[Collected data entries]

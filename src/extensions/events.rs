use std::cell::RefCell;
use std::fmt;
use std::rc::Rc;

use indexmap::IndexMap;
use serde::{Deserialize, Serialize};
use smallvec::SmallVec;
use tracing::trace;

use crate::api::ChartId;
use crate::core::FilterArg;

/// Named lifecycle channel a listener can subscribe to.
#[derive(Debug, Clone, PartialEq, Eq, Hash, Serialize, Deserialize)]
pub enum Channel {
    PreRender,
    PostRender,
    PreRedraw,
    PostRedraw,
    Filtered,
    Zoomed,
    Renderlet,
    Pretransition,
    Custom(String),
}

impl Channel {
    #[must_use]
    pub fn parse(name: &str) -> Self {
        match name {
            "preRender" => Self::PreRender,
            "postRender" => Self::PostRender,
            "preRedraw" => Self::PreRedraw,
            "postRedraw" => Self::PostRedraw,
            "filtered" => Self::Filtered,
            "zoomed" => Self::Zoomed,
            "renderlet" => Self::Renderlet,
            "pretransition" => Self::Pretransition,
            other => Self::Custom(other.to_owned()),
        }
    }

    #[must_use]
    pub fn name(&self) -> &str {
        match self {
            Self::PreRender => "preRender",
            Self::PostRender => "postRender",
            Self::PreRedraw => "preRedraw",
            Self::PostRedraw => "postRedraw",
            Self::Filtered => "filtered",
            Self::Zoomed => "zoomed",
            Self::Renderlet => "renderlet",
            Self::Pretransition => "pretransition",
            Self::Custom(name) => name,
        }
    }
}

impl fmt::Display for Channel {
    fn fmt(&self, f: &mut fmt::Formatter<'_>) -> fmt::Result {
        f.write_str(self.name())
    }
}

/// Event-specific data delivered with a [`ChartEvent`].
#[derive(Debug, Clone, PartialEq)]
pub enum EventPayload {
    None,
    /// The value that originated a filter mutation.
    Filter(FilterArg),
    Custom(serde_json::Value),
}

/// What every listener receives.
#[derive(Debug, Clone, PartialEq)]
pub struct ChartEvent {
    pub chart_id: ChartId,
    pub anchor_name: String,
    pub channel: Channel,
    pub payload: EventPayload,
}

pub type Listener = Rc<dyn Fn(&ChartEvent)>;

struct ListenerEntry {
    key: Option<String>,
    listener: Listener,
}

/// Per-chart listener registry.
///
/// Listeners are addressed as `channel` or `channel.key`. A keyed
/// registration replaces the listener with the same key in place; an
/// unkeyed one appends.
#[derive(Default)]
pub struct EventDispatcher {
    channels: RefCell<IndexMap<Channel, SmallVec<[ListenerEntry; 4]>>>,
}

impl EventDispatcher {
    #[must_use]
    pub fn new() -> Self {
        Self::default()
    }

    /// Registers, replaces or (with `None`) removes a listener.
    ///
    /// Removing with a bare channel name drops every unkeyed listener of
    /// that channel.
    pub fn on(&self, spec: &str, listener: Option<Listener>) {
        let (channel_name, key) = match spec.split_once('.') {
            Some((channel, key)) => (channel, Some(key.to_owned())),
            None => (spec, None),
        };
        let channel = Channel::parse(channel_name);
        let mut channels = self.channels.borrow_mut();
        let entries = channels.entry(channel).or_default();

        let existing = key
            .as_ref()
            .and_then(|key| entries.iter().position(|entry| entry.key.as_ref() == Some(key)));

        match (listener, existing) {
            (Some(listener), Some(position)) => entries[position].listener = listener,
            (Some(listener), None) => entries.push(ListenerEntry { key, listener }),
            (None, Some(position)) => {
                entries.remove(position);
            }
            (None, None) => {
                if key.is_none() {
                    entries.retain(|entry| entry.key.is_some());
                }
            }
        }
    }

    #[must_use]
    pub fn listener_count(&self, channel: &Channel) -> usize {
        self.channels
            .borrow()
            .get(channel)
            .map_or(0, |entries| entries.len())
    }

    /// Invokes every listener of `event.channel` in registration order.
    ///
    /// The listener list is snapshotted first, so listeners may register or
    /// remove listeners while being invoked.
    pub fn fire(&self, event: &ChartEvent) {
        let listeners: SmallVec<[Listener; 4]> = match self.channels.borrow().get(&event.channel) {
            Some(entries) => entries.iter().map(|entry| entry.listener.clone()).collect(),
            None => return,
        };
        trace!(
            chart_id = %event.chart_id,
            channel = %event.channel,
            listeners = listeners.len(),
            "fire chart event"
        );
        for listener in listeners {
            listener(event);
        }
    }
}
use std::fmt;
use std::sync::atomic::{AtomicU64, Ordering};

use serde::{Deserialize, Serialize};

static NEXT_CHART_ID: AtomicU64 = AtomicU64::new(1);

/// Stable per-instance chart identifier, unique within the process.
#[derive(Debug, Clone, Copy, PartialEq, Eq, Hash, PartialOrd, Ord, Serialize, Deserialize)]
pub struct ChartId(u64);

impl ChartId {
    pub(crate) fn next() -> Self {
        Self(NEXT_CHART_ID.fetch_add(1, Ordering::Relaxed))
    }

    #[must_use]
    pub const fn from_raw(raw: u64) -> Self {
        Self(raw)
    }

    #[must_use]
    pub const fn get(self) -> u64 {
        self.0
    }
}

impl fmt::Display for ChartId {
    fn fmt(&self, f: &mut fmt::Formatter<'_>) -> fmt::Result {
        write!(f, "{}", self.0)
    }
}
use std::cmp::Ordering;
use std::fmt;

use serde::{Deserialize, Serialize};

use super::types::Datum;

/// Discriminant of a predicate filter.
#[derive(Debug, Clone, Copy, PartialEq, Eq, Hash, Serialize, Deserialize)]
pub enum FilterKind {
    Ranged,
    TwoDimensional,
    RangedTwoDimensional,
    Hierarchy,
}

/// Filter that carries its own acceptance test.
#[derive(Debug, Clone, PartialEq, Serialize, Deserialize)]
pub enum PredicateFilter {
    /// Half-open range `low <= v < high`.
    Ranged { low: Datum, high: Datum },
    /// Exact two-element key `[x, y]`.
    TwoDimensional { x: Datum, y: Datum },
    /// Half-open box over numeric two-element keys.
    RangedTwoDimensional {
        x_range: (f64, f64),
        y_range: (f64, f64),
    },
    /// Prefix match on list keys.
    Hierarchy { path: Vec<Datum> },
}

impl PredicateFilter {
    #[must_use]
    pub fn kind(&self) -> FilterKind {
        match self {
            Self::Ranged { .. } => FilterKind::Ranged,
            Self::TwoDimensional { .. } => FilterKind::TwoDimensional,
            Self::RangedTwoDimensional { .. } => FilterKind::RangedTwoDimensional,
            Self::Hierarchy { .. } => FilterKind::Hierarchy,
        }
    }

    #[must_use]
    pub fn is_filtered(&self, value: &Datum) -> bool {
        match self {
            Self::Ranged { low, high } => value >= low && value < high,
            Self::TwoDimensional { x, y } => match value.as_list() {
                Some([vx, vy]) => vx == x && vy == y,
                _ => false,
            },
            Self::RangedTwoDimensional { x_range, y_range } => {
                let (x, y) = match value {
                    Datum::List(items) => match items.as_slice() {
                        [Datum::Number(x), Datum::Number(y)] => (*x, *y),
                        _ => return false,
                    },
                    Datum::Number(x) => (*x, y_range.0),
                    _ => return false,
                };
                x >= x_range.0 && x < x_range.1 && y >= y_range.0 && y < y_range.1
            }
            Self::Hierarchy { path } => match value.as_list() {
                Some(items) if items.len() >= path.len() => {
                    items.iter().zip(path).all(|(item, step)| item == step)
                }
                _ => false,
            },
        }
    }
}

impl PartialOrd for PredicateFilter {
    fn partial_cmp(&self, other: &Self) -> Option<Ordering> {
        match (self, other) {
            (
                Self::Ranged { low, high },
                Self::Ranged {
                    low: other_low,
                    high: other_high,
                },
            ) => (low, high).partial_cmp(&(other_low, other_high)),
            (Self::TwoDimensional { x, y }, Self::TwoDimensional { x: ox, y: oy }) => {
                (x, y).partial_cmp(&(ox, oy))
            }
            (
                Self::RangedTwoDimensional { x_range, y_range },
                Self::RangedTwoDimensional {
                    x_range: other_x,
                    y_range: other_y,
                },
            ) => (x_range, y_range).partial_cmp(&(other_x, other_y)),
            (Self::Hierarchy { path }, Self::Hierarchy { path: other_path }) => {
                path.partial_cmp(other_path)
            }
            _ => None,
        }
    }
}

/// One entry of a chart's filter set.
#[derive(Debug, Clone, PartialEq, Serialize, Deserialize)]
pub enum FilterValue {
    Plain(Datum),
    Predicate(PredicateFilter),
}

impl FilterValue {
    #[must_use]
    pub fn plain(value: impl Into<Datum>) -> Self {
        Self::Plain(value.into())
    }

    #[must_use]
    pub fn ranged(low: impl Into<Datum>, high: impl Into<Datum>) -> Self {
        Self::Predicate(PredicateFilter::Ranged {
            low: low.into(),
            high: high.into(),
        })
    }

    #[must_use]
    pub fn two_dimensional(x: impl Into<Datum>, y: impl Into<Datum>) -> Self {
        Self::Predicate(PredicateFilter::TwoDimensional {
            x: x.into(),
            y: y.into(),
        })
    }

    /// Box filter from two opposite corners; corners are normalized so the
    /// order of the points does not matter.
    #[must_use]
    pub fn ranged_two_dimensional(corner: (f64, f64), opposite: (f64, f64)) -> Self {
        Self::Predicate(PredicateFilter::RangedTwoDimensional {
            x_range: (corner.0.min(opposite.0), corner.0.max(opposite.0)),
            y_range: (corner.1.min(opposite.1), corner.1.max(opposite.1)),
        })
    }

    /// Box filter spanning an x interval and the whole y axis.
    #[must_use]
    pub fn ranged_x(low: f64, high: f64) -> Self {
        Self::Predicate(PredicateFilter::RangedTwoDimensional {
            x_range: (low, high),
            y_range: (f64::NEG_INFINITY, f64::INFINITY),
        })
    }

    #[must_use]
    pub fn hierarchy<T: Into<Datum>>(path: impl IntoIterator<Item = T>) -> Self {
        Self::Predicate(PredicateFilter::Hierarchy {
            path: path.into_iter().map(Into::into).collect(),
        })
    }

    #[must_use]
    pub fn as_predicate(&self) -> Option<&PredicateFilter> {
        match self {
            Self::Predicate(predicate) => Some(predicate),
            Self::Plain(_) => None,
        }
    }

    #[must_use]
    pub fn kind(&self) -> Option<FilterKind> {
        self.as_predicate().map(PredicateFilter::kind)
    }

    /// Closed-range comparison between two filter values:
    /// `self <= other && self >= other`.
    #[must_use]
    pub fn closed_range_eq(&self, other: &FilterValue) -> bool {
        self <= other && self >= other
    }

    /// Whether this filter accepts a record key.
    ///
    /// Predicate filters use their own test, plain values the closed-range
    /// test against the key.
    #[must_use]
    pub fn accepts(&self, value: &Datum) -> bool {
        match self {
            Self::Predicate(predicate) => predicate.is_filtered(value),
            Self::Plain(plain) => plain.closed_range_eq(value),
        }
    }

}

impl PartialOrd for FilterValue {
    fn partial_cmp(&self, other: &Self) -> Option<Ordering> {
        match (self, other) {
            (Self::Plain(left), Self::Plain(right)) => left.partial_cmp(right),
            (Self::Predicate(left), Self::Predicate(right)) => left.partial_cmp(right),
            _ => None,
        }
    }
}

impl From<Datum> for FilterValue {
    fn from(value: Datum) -> Self {
        Self::Plain(value)
    }
}

impl From<PredicateFilter> for FilterValue {
    fn from(value: PredicateFilter) -> Self {
        Self::Predicate(value)
    }
}

impl From<f64> for FilterValue {
    fn from(value: f64) -> Self {
        Self::Plain(value.into())
    }
}

impl From<i32> for FilterValue {
    fn from(value: i32) -> Self {
        Self::Plain(value.into())
    }
}

impl From<&str> for FilterValue {
    fn from(value: &str) -> Self {
        Self::Plain(value.into())
    }
}

impl From<String> for FilterValue {
    fn from(value: String) -> Self {
        Self::Plain(value.into())
    }
}

fn print_single_value(value: &Datum) -> String {
    match value {
        Datum::Number(number) if number.fract() != 0.0 => format!("{number:.2}"),
        Datum::Date(date) => date.format("%m/%d/%Y").to_string(),
        other => other.to_string(),
    }
}

impl fmt::Display for FilterValue {
    fn fmt(&self, f: &mut fmt::Formatter<'_>) -> fmt::Result {
        match self {
            Self::Plain(value) => f.write_str(&print_single_value(value)),
            Self::Predicate(PredicateFilter::Ranged { low, high }) => write!(
                f,
                "[{} -> {}]",
                print_single_value(low),
                print_single_value(high)
            ),
            Self::Predicate(PredicateFilter::TwoDimensional { x, y }) => write!(
                f,
                "[{} -> {}]",
                print_single_value(x),
                print_single_value(y)
            ),
            Self::Predicate(PredicateFilter::RangedTwoDimensional { x_range, y_range }) => {
                write!(
                    f,
                    "[{:.2},{:.2} -> {:.2},{:.2}]",
                    x_range.0, y_range.0, x_range.1, y_range.1
                )
            }
            Self::Predicate(PredicateFilter::Hierarchy { path }) => {
                let parts: Vec<String> = path.iter().map(print_single_value).collect();
                f.write_str(&parts.join("/"))
            }
        }
    }
}

/// Default filter printer: every filter printed on its own, joined by `, `.
#[must_use]
pub fn print_filters(filters: &[FilterValue]) -> String {
    filters
        .iter()
        .map(ToString::to_string)
        .collect::<Vec<_>>()
        .join(", ")
}

/// Argument of a filter mutation.
#[derive(Debug, Clone, PartialEq, Serialize, Deserialize)]
pub enum FilterArg {
    /// The null probe: resets the filter set.
    Clear,
    /// A single value toggled as a whole.
    Value(FilterValue),
    /// Values toggled one by one inside the same mutation.
    Batch(Vec<FilterValue>),
}

impl FilterArg {
    #[must_use]
    pub fn batch<T: Into<FilterValue>>(values: impl IntoIterator<Item = T>) -> Self {
        Self::Batch(values.into_iter().map(Into::into).collect())
    }

    #[must_use]
    pub fn is_clear(&self) -> bool {
        matches!(self, Self::Clear)
    }
}

impl From<FilterValue> for FilterArg {
    fn from(value: FilterValue) -> Self {
        Self::Value(value)
    }
}

impl From<Option<FilterValue>> for FilterArg {
    fn from(value: Option<FilterValue>) -> Self {
        value.map_or(Self::Clear, Self::Value)
    }
}

impl From<Datum> for FilterArg {
    fn from(value: Datum) -> Self {
        Self::Value(value.into())
    }
}

impl From<f64> for FilterArg {
    fn from(value: f64) -> Self {
        Self::Value(value.into())
    }
}

impl From<i32> for FilterArg {
    fn from(value: i32) -> Self {
        Self::Value(value.into())
    }
}

impl From<&str> for FilterArg {
    fn from(value: &str) -> Self {
        Self::Value(value.into())
    }
}

impl From<String> for FilterArg {
    fn from(value: String) -> Self {
        Self::Value(value.into())
    }
}

#[cfg(test)]
mod tests {
    use super::{FilterArg, FilterKind, FilterValue, print_filters};
    use crate::core::Datum;

    #[test]
    fn ranged_filter_is_half_open() {
        let filter = FilterValue::ranged(1, 5);
        assert_eq!(filter.kind(), Some(FilterKind::Ranged));
        assert!(filter.accepts(&Datum::from(1)));
        assert!(filter.accepts(&Datum::from(4.99)));
        assert!(!filter.accepts(&Datum::from(5)));
    }

    #[test]
    fn two_dimensional_filter_requires_exact_pair() {
        let filter = FilterValue::two_dimensional("a", 3);
        assert!(filter.accepts(&Datum::from(vec![Datum::from("a"), Datum::from(3)])));
        assert!(!filter.accepts(&Datum::from(vec![Datum::from("a"), Datum::from(4)])));
        assert!(!filter.accepts(&Datum::from("a")));
    }

    #[test]
    fn ranged_two_dimensional_normalizes_corners() {
        let filter = FilterValue::ranged_two_dimensional((10.0, 10.0), (0.0, 0.0));
        assert!(filter.accepts(&Datum::from(vec![0.0, 9.0])));
        assert!(!filter.accepts(&Datum::from(vec![10.0, 5.0])));
        assert!(filter.accepts(&Datum::from(5.0)));
    }

    #[test]
    fn hierarchy_filter_matches_prefix() {
        let filter = FilterValue::hierarchy(["root", "branch"]);
        assert!(filter.accepts(&Datum::from(vec!["root", "branch", "leaf"])));
        assert!(!filter.accepts(&Datum::from(vec!["root"])));
        assert!(!filter.accepts(&Datum::from(vec!["root", "other"])));
    }

    #[test]
    fn predicates_compare_structurally_and_never_against_plain_values() {
        assert!(FilterValue::ranged(1, 5).closed_range_eq(&FilterValue::ranged(1, 5)));
        assert!(!FilterValue::ranged(1, 5).closed_range_eq(&FilterValue::ranged(1, 6)));
        assert!(!FilterValue::ranged(1, 5).closed_range_eq(&FilterValue::from(3)));
    }

    #[test]
    fn printer_formats_values_and_ranges() {
        let printed = print_filters(&[
            FilterValue::from(3),
            FilterValue::from(2.5),
            FilterValue::ranged(1, 5),
        ]);
        assert_eq!(printed, "3, 2.50, [1 -> 5]");
    }

    #[test]
    fn none_converts_to_clear() {
        assert!(FilterArg::from(None::<FilterValue>).is_clear());
    }
}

Problem to work on :: Show the lines from the data above that contain the string "same".

Response for this exercise ::
/// registration replaces the listener with the same key in place; an
    /// Values toggled one by one inside the same mutation.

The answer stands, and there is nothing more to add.